Though Yoakam is a consummate live act, his performance this evening starts off surprisingly stiff. For opening number “Guitars, Cadillacs,” he seems nervous, distracted, and the performance is unusually shaky; following with “Smoke Along The Tracks” and “What I Don’t Know,” he starts to warm up, clowning around, a big grin coming across his face. The rest of the set, he’s in fine form, as he delivers classics “Honky Tonk Man,” “Buenos Noches From A Lonely Room,” and “Little Sister, with Owens making an appearance on their hit duet, “Streets of Bakersfield,” the master graciously handing over the reins to his pupil.
Owens, of course, had nothing to prove, and though his set is surprisingly brief, he packs in a greatest hits set in eleven songs and thirty minutes that serves his legacy quite well and doesn’t even begin to scratch the surface of Owens’s brilliance. The hits are here; “Act Naturally,” “Tiger By The Tail,” “Crying Time,” and “Put Another Quarter In The Jukebox.” Yoakam makes an appearance to duet on “Under Your Spell Again,” and he’s both nervous and excited to be appearing aside his hero. Concluding with a surprisingly spry cover of Chuck Berry’s “Memphis, Tennessee,” Owens may have been in the latter part of his career, but he was absolutely no slouch.
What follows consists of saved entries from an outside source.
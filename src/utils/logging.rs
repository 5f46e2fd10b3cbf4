//! Opt-in diagnostics.
//!
//! The UI owns the terminal, so nothing is ever logged to stdout or stderr
//! while it runs. When a log file is configured, a `tracing` subscriber writes
//! plain-text events there; otherwise tracing stays uninstalled and every
//! event is dropped.

use std::fs::{File, OpenOptions};
use std::io;
use std::path::Path;
use std::sync::Mutex;

use tracing_subscriber::EnvFilter;

/// Installs a global subscriber appending to `path`.
///
/// `filter` uses `EnvFilter` directive syntax (`info`, `standin=debug`, ...);
/// an invalid directive falls back to `info`.
pub fn init_file_logging(path: &Path, filter: &str) -> io::Result<()> {
    let file = open_log_file(path)?;
    let filter = EnvFilter::try_new(filter).unwrap_or_else(|_| EnvFilter::new("info"));

    // A second install (tests, repeated startup) leaves the first one in place.
    let _ = tracing_subscriber::fmt()
        .with_env_filter(filter)
        .with_writer(Mutex::new(file))
        .with_ansi(false)
        .with_target(true)
        .try_init();
    Ok(())
}

fn open_log_file(path: &Path) -> io::Result<File> {
    if let Some(parent) = path.parent().filter(|dir| !dir.as_os_str().is_empty()) {
        std::fs::create_dir_all(parent)?;
    }
    OpenOptions::new().create(true).append(true).open(path)
}
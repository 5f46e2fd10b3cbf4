//! Process entry point.
//!
//! Startup is strictly ordered: environment (with an optional `.env`), config
//! file, logging, persona documents, backends, UI. Anything that fails before
//! the UI starts is printed to stderr and ends the process with status 1.

use std::error::Error;
use std::sync::Arc;

use tracing::info;

use crate::core::completion::{CompletionClient, HttpCompletionClient};
use crate::core::config::settings::Settings;
use crate::core::orchestrator::Orchestrator;
use crate::core::persona::PersonaContext;
use crate::ui::chat_loop::run_chat;
use crate::utils::logging::init_file_logging;

pub fn main() -> Result<(), Box<dyn Error>> {
    tokio::runtime::Runtime::new()?.block_on(async_main())
}

fn exit_with(message: impl std::fmt::Display) -> ! {
    eprintln!("❌ {message}");
    std::process::exit(1);
}

async fn async_main() -> Result<(), Box<dyn Error>> {
    // A missing .env is the normal case.
    let _ = dotenvy::dotenv();

    let settings = Settings::from_process_env().unwrap_or_else(|err| exit_with(err));

    if let Some(log_file) = &settings.log_file {
        if let Err(err) = init_file_logging(log_file, &settings.log_filter) {
            exit_with(format!(
                "Failed to open log file {}: {err}",
                log_file.display()
            ));
        }
    }

    let persona = PersonaContext::load(
        &settings.persona_name,
        &settings.biography_path,
        &settings.profile_path,
    )
    .unwrap_or_else(|err| exit_with(err));

    info!(
        responder = %settings.responder.model,
        evaluator = %settings.evaluator.model,
        "starting chat"
    );

    let responder: Arc<dyn CompletionClient> = Arc::new(
        HttpCompletionClient::new(settings.responder.clone())
            .unwrap_or_else(|err| exit_with(format!("Failed to create HTTP client: {err}"))),
    );
    let evaluator: Arc<dyn CompletionClient> = Arc::new(
        HttpCompletionClient::new(settings.evaluator.clone())
            .unwrap_or_else(|err| exit_with(format!("Failed to create HTTP client: {err}"))),
    );

    let call_timeout = settings.responder.timeout.max(settings.evaluator.timeout);
    let orchestrator = Orchestrator::for_persona(&persona, responder, evaluator)
        .with_policy(settings.regeneration)
        .with_call_timeout(call_timeout);

    run_chat(Arc::new(orchestrator), persona.name).await
}
//! Chat-completion backends.
//!
//! [`CompletionClient`] is the seam the orchestrator and evaluator talk to. The
//! production implementation, [`HttpCompletionClient`], speaks the
//! OpenAI-compatible `chat/completions` protocol; the responder and the
//! evaluator are two instances of it with different [`ClientConfig`]s.

use std::error::Error as StdError;
use std::fmt;
use std::time::Duration;

use async_trait::async_trait;
use serde_json::Value;
use tracing::debug;

use crate::api::{ChatRequest, ChatResponse, ResponseFormat};
use crate::core::message::Message;
use crate::utils::url::construct_api_url;

const MAX_ERROR_SUMMARY_CHARS: usize = 300;

/// Named JSON schema the backend must satisfy (strict structured output).
#[derive(Debug, Clone, PartialEq)]
pub struct ResponseSchema {
    pub name: String,
    pub schema: Value,
}

#[derive(Debug, Clone, PartialEq)]
pub struct CompletionRequest {
    pub messages: Vec<Message>,
    pub response_format: Option<ResponseSchema>,
}

impl CompletionRequest {
    pub fn new(messages: Vec<Message>) -> Self {
        Self {
            messages,
            response_format: None,
        }
    }

    pub fn with_schema(mut self, schema: ResponseSchema) -> Self {
        self.response_format = Some(schema);
        self
    }

    /// System prompt of the request, if the first message is one.
    pub fn system_prompt(&self) -> Option<&str> {
        self.messages
            .first()
            .filter(|m| m.role == crate::core::message::Role::System)
            .map(|m| m.content.as_str())
    }
}

/// Failure of a single backend call.
#[derive(Debug)]
pub enum RequestError {
    /// The request never produced an HTTP response.
    Transport(Box<dyn StdError + Send + Sync>),

    /// No response arrived before the deadline.
    Timeout(Duration),

    /// The backend answered with a non-2xx status.
    Status { status: u16, body: String },

    /// The body could not be decoded or carried no reply text.
    Malformed(String),
}

impl fmt::Display for RequestError {
    fn fmt(&self, f: &mut fmt::Formatter<'_>) -> fmt::Result {
        match self {
            RequestError::Transport(source) => write!(f, "request failed: {source}"),
            RequestError::Timeout(limit) => {
                write!(f, "no response within {} seconds", limit.as_secs())
            }
            RequestError::Status { status, body } => {
                write!(f, "backend returned HTTP {status}: {body}")
            }
            RequestError::Malformed(detail) => write!(f, "malformed response: {detail}"),
        }
    }
}

impl StdError for RequestError {
    fn source(&self) -> Option<&(dyn StdError + 'static)> {
        match self {
            RequestError::Transport(source) => Some(source.as_ref()),
            _ => None,
        }
    }
}

#[async_trait]
pub trait CompletionClient: Send + Sync {
    /// Short name used in logs ("responder", "evaluator").
    fn label(&self) -> &str;

    /// Model named in every request this client sends.
    fn default_model(&self) -> &str;

    /// Sends the request and returns the first choice's content.
    async fn complete(&self, request: CompletionRequest) -> Result<String, RequestError>;
}

#[derive(Debug, Clone)]
pub struct ClientConfig {
    pub label: String,
    pub base_url: String,
    pub api_key: String,
    pub model: String,
    pub timeout: Duration,
}

pub struct HttpCompletionClient {
    client: reqwest::Client,
    config: ClientConfig,
}

impl HttpCompletionClient {
    pub fn new(config: ClientConfig) -> Result<Self, RequestError> {
        let client = reqwest::Client::builder()
            .timeout(config.timeout)
            .build()
            .map_err(|err| RequestError::Transport(Box::new(err)))?;
        Ok(Self { client, config })
    }

    fn map_send_error(&self, err: reqwest::Error) -> RequestError {
        if err.is_timeout() {
            RequestError::Timeout(self.config.timeout)
        } else {
            RequestError::Transport(Box::new(err))
        }
    }
}

#[async_trait]
impl CompletionClient for HttpCompletionClient {
    fn label(&self) -> &str {
        &self.config.label
    }

    fn default_model(&self) -> &str {
        &self.config.model
    }

    async fn complete(&self, request: CompletionRequest) -> Result<String, RequestError> {
        let model = self.default_model();
        let response_format = request
            .response_format
            .as_ref()
            .map(|format| ResponseFormat::strict_json_schema(&format.name, &format.schema));
        let body = ChatRequest {
            model,
            messages: &request.messages,
            response_format,
        };

        let url = construct_api_url(&self.config.base_url, "chat/completions");
        debug!(
            client = %self.config.label,
            %model,
            messages = request.messages.len(),
            structured = request.response_format.is_some(),
            "sending chat completion"
        );

        let response = self
            .client
            .post(url)
            .header("Content-Type", "application/json")
            .bearer_auth(&self.config.api_key)
            .json(&body)
            .send()
            .await
            .map_err(|err| self.map_send_error(err))?;

        let status = response.status();
        if !status.is_success() {
            let error_text = response
                .text()
                .await
                .unwrap_or_else(|_| "<no body>".to_string());
            return Err(RequestError::Status {
                status: status.as_u16(),
                body: summarize_error_body(&error_text),
            });
        }

        let text = response
            .text()
            .await
            .map_err(|err| self.map_send_error(err))?;
        let parsed: ChatResponse = serde_json::from_str(&text)
            .map_err(|err| RequestError::Malformed(format!("{err} in {}", clip(&text))))?;

        parsed
            .into_first_content()
            .ok_or_else(|| RequestError::Malformed("no choice with content".to_string()))
    }
}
Owens would pass away in 2006, shortly after performing a concert he had intended to cancel due to not feeling well. After learning fans had traveled hundreds of miles to see him, he decided the show must go on, and would pass away from a heart attack in his sleep. He has since become recognized for being both a pioneer and an innovator of modern country music—thanks, in part, to his pupil, Dwight Yoakam, who is still performing and recording to date. This quiet Sunday evening was one for the books.